No sales or distributions other than as described herein may be effected until
after this Prospectus shall have been appropriately amended or supplemented.

                                 LEGAL OPINIONS

         Certain legal matters in respect of the Common Stock offered hereby
will be passed upon for the Company by Graven Perry Block Brody & Qualls, 523
West Sixth Street, Suite 1130, Los Angeles, California  90014.

                                    EXPERTS

         The consolidated statements and related financial statement schedules
of ADAC Laboratories and Subsidiaries, included in the Report on Form 10-K of
the Company for the fiscal year ended October 2, 1994 referred to above, have
been audited by Coopers & Lybrand, L.L.P., independent accountants, as set
forth in their report dated October 25, 1994, except for Note 10 as to which
the date is December 7, 1994, accompanying such financial statements, and are
incorporated herein by reference in reliance upon the report of such firm,
given upon their authority as experts in accounting and auditing.

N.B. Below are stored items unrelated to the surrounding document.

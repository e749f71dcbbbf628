// src/services/scoring.rs

//! Score computation for a submitted quiz.
//!
//! Every submitted question carries the same share of the quiz's marks
//! (`max_marks / submitted questions`). Correct answers add their share to
//! the total, which is rounded half-up to two decimals once, after summing.

use crate::{
    error::EvaluationError,
    models::{evaluation::ScoreResult, question::Question},
};

/// A submitted answer paired with the question it refers to.
#[derive(Debug, Clone)]
pub struct ResolvedAnswer {
    pub question: Question,
    pub given_answer: Option<String>,
}

impl ResolvedAnswer {
    pub fn is_correct(&self) -> bool {
        self.question.is_answered_by(self.given_answer.as_deref())
    }

    pub fn is_attempted(&self) -> bool {
        self.given_answer
            .as_deref()
            .is_some_and(|answer| !answer.trim().is_empty())
    }
}

/// Scores `answers` against a quiz worth `max_marks`.
///
/// Fails with [`EvaluationError::EmptySubmission`] when `answers` is empty.
pub fn evaluate(max_marks: i32, answers: &[ResolvedAnswer]) -> Result<ScoreResult, EvaluationError> {
    if answers.is_empty() {
        return Err(EvaluationError::EmptySubmission);
    }

    let partial_mark = f64::from(max_marks) / answers.len() as f64;

    let mut marks_got = 0.0;
    let mut correct_answers = 0.0;
    let mut attempted = 0;

    for answer in answers {
        if answer.is_correct() {
            correct_answers += 1.0;
            marks_got += partial_mark;
            tracing::debug!(
                "Question {} correct, marks awarded: {}",
                answer.question.id,
                partial_mark
            );
        }

        if answer.is_attempted() {
            attempted += 1;
        }
    }

    Ok(ScoreResult {
        marks_got: round_half_up(marks_got),
        correct_answers,
        attempted,
    })
}

/// Rounds to two decimals, halves going up (`floor(x * 100 + 0.5) / 100`).
pub fn round_half_up(value: f64) -> f64 {
    (value * 100.0 + 0.5).floor() / 100.0
}

#[cfg(test)]
mod tests {
    use super::*;
    use sqlx::types::Json;

    fn resolved(id: i64, answer: &str, given: Option<&str>) -> ResolvedAnswer {
        ResolvedAnswer {
            question: Question {
                id,
                quiz_id: 1,
                content: format!("Question {id}"),
                image: None,
                options: Json(vec![]),
                answer: answer.to_string(),
            },
            given_answer: given.map(str::to_string),
        }
    }

    fn capital_quiz(first: Option<&str>, second: Option<&str>) -> Vec<ResolvedAnswer> {
        vec![resolved(1, "Paris", first), resolved(2, "4", second)]
    }

    #[test]
    fn one_wrong_answer_halves_the_marks() {
        let score = evaluate(10, &capital_quiz(Some("Paris"), Some("5"))).unwrap();
        assert_eq!(
            score,
            ScoreResult { marks_got: 5.0, correct_answers: 1.0, attempted: 2 }
        );
    }

    #[test]
    fn comparison_is_case_sensitive() {
        let score = evaluate(10, &capital_quiz(Some("paris"), Some("4"))).unwrap();
        assert_eq!(
            score,
            ScoreResult { marks_got: 5.0, correct_answers: 1.0, attempted: 2 }
        );
    }

    #[test]
    fn blank_answers_are_not_attempted() {
        let score = evaluate(10, &capital_quiz(Some(""), Some("4"))).unwrap();
        assert_eq!(
            score,
            ScoreResult { marks_got: 5.0, correct_answers: 1.0, attempted: 1 }
        );

        let score = evaluate(10, &capital_quiz(None, Some("   "))).unwrap();
        assert_eq!(score.attempted, 0);
        assert_eq!(score.correct_answers, 0.0);
        assert_eq!(score.marks_got, 0.0);
    }

    #[test]
    fn surrounding_whitespace_is_ignored() {
        let padded = evaluate(10, &capital_quiz(Some("  Paris  "), Some("\t4\n"))).unwrap();
        let exact = evaluate(10, &capital_quiz(Some("Paris"), Some("4"))).unwrap();
        assert_eq!(padded, exact);
        assert_eq!(padded.marks_got, 10.0);
    }

    #[test]
    fn empty_submission_is_rejected() {
        assert!(matches!(evaluate(10, &[]), Err(EvaluationError::EmptySubmission)));
    }

    #[test]
    fn marks_follow_the_uniform_partial_mark_law() {
        for total in 1..=12_i64 {
            for correct in 0..=total {
                let answers: Vec<ResolvedAnswer> = (0..total)
                    .map(|i| {
                        let given = if i < correct { "A" } else { "B" };
                        resolved(i, "A", Some(given))
                    })
                    .collect();

                let score = evaluate(10, &answers).unwrap();
                let expected = round_half_up(correct as f64 * 10.0 / total as f64);
                assert_eq!(score.marks_got, expected, "{correct}/{total}");
                assert_eq!(score.correct_answers, correct as f64);
                assert_eq!(i64::from(score.attempted), total);
            }
        }
    }

    #[test]
    fn thirds_round_once_at_the_end() {
        let answers = vec![
            resolved(1, "A", Some("A")),
            resolved(2, "A", Some("A")),
            resolved(3, "A", Some("B")),
        ];
        assert_eq!(evaluate(10, &answers).unwrap().marks_got, 6.67);

        let all_correct: Vec<_> = (1..=3).map(|i| resolved(i, "A", Some("A"))).collect();
        assert_eq!(evaluate(10, &all_correct).unwrap().marks_got, 10.0);
    }

    #[test]
    fn round_half_up_rounds_halves_upward() {
        assert_eq!(round_half_up(3.333_333), 3.33);
        assert_eq!(round_half_up(6.666_666), 6.67);
        assert_eq!(round_half_up(0.125), 0.13);
        assert_eq!(round_half_up(2.0), 2.0);
    }
}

                             ADDITIONAL INFORMATION

         The Company has filed with the Securities and Exchange Commission,
Washington, D.C. 20549, a Registration Statement under the Act with respect to
the Common Stock offered hereby.  This Prospectus does not contain all of the
information set forth in the Registration Statement and the exhibits and
schedules thereto.  For further information with respect to the Company and
such Common Stock, reference is hereby made to such Registration Statement,
exhibits and schedules.





                                       12
<PAGE>   16
                                    PART II

                     INFORMATION NOT REQUIRED IN PROSPECTUS

14.      OTHER EXPENSES OF ISSUANCE AND DISTRIBUTION

         The following table shows all expenses of the issuance and
distribution of the securities offered hereby, other than underwriting
discounts and commissions:

         Registration fee . . . . . . . . . . . . . . . .     341.60
         Trustee and transfer agent fees. . . . . . . . .   2,000.00
         Legal fees . . . . . . . . . . . . . . . . . . .   2,000.00
         Accounting fees. . . . . . . . . . . . . . . . .   2,000.00
         Blue sky filing fees and expenses. . . . . . . .       -0-
         Miscellaneous expenses . . . . . . . . . . . . .       -0-
           TOTAL. . . . . . . . . . . . . . . . . . . . .  $6,341.60

         All amounts listed above, except for the registration fees, are
estimates.

15.      INDEMNIFICATION OF DIRECTORS AND OFFICERS

         Section 317 of the California General Corporation Law permits
indemnification of directors, officers and controlling persons of a corporation
under certain conditions and subject to certain limitations.  Article VII of
the Registrant's Articles of Incorporation authorizes the Registrant to
indemnify its officers and directors in accordance with the General Corporation
Law.  Indemnification also may be granted pursuant to existing bylaws or bylaw
provisions that may be adopted in the future, pursuant to the terms of
agreements that may be entered in the future or pursuant to a vote of
shareholders or directors.

16.      EXHIBITS

         (a)     Exhibits:

EXHIBIT         DESCRIPTION
- -------         -----------

 5.1            Opinion of Graven Perry Block Brody & Qualls

23.1            Consent of Coopers & Lybrand, L.L.P.

23.2            Consent of Graven Perry Block Brody & Qualls
                (included in EXHIBIT 5.1 hereto)

17.      UNDERTAKINGS

(a)      The undersigned registrant hereby undertakes:





                                       13
<PAGE>   17
         (1)     To file, during any period in which offers or sales are being
                 made, a post-effective amendment to this registration
                 statement:

                 (i)      To include any prospectus required by Section
10(a)(3) of the Securities Act of 1933;

                 (ii)     To reflect in the prospectus any facts or events
arising after the effective date of the registration statement (or the most
recent post-effective amendment thereof) which, individually or in the
aggregate, represents a fundamental change in the information set forth in the
registration statement;

                 (iii)    To include any material information with respect to
the plan of distribution not previously disclosed in the registration statement
or any material change to such information in the registration statement;

         Provided, however, that paragraphs (a)(1)(i) and (a)(1)(ii) do not
apply if the registration statement is on Form S-3 or Form S-8 and the
information required to be included in a post-effective amendment by those
paragraphs is contained in periodic reports filed by the registrant pursuant to
Section 13 or Section 15(d) of the Securities Exchange Act of 1934 that are
incorporated by reference in the registration statement.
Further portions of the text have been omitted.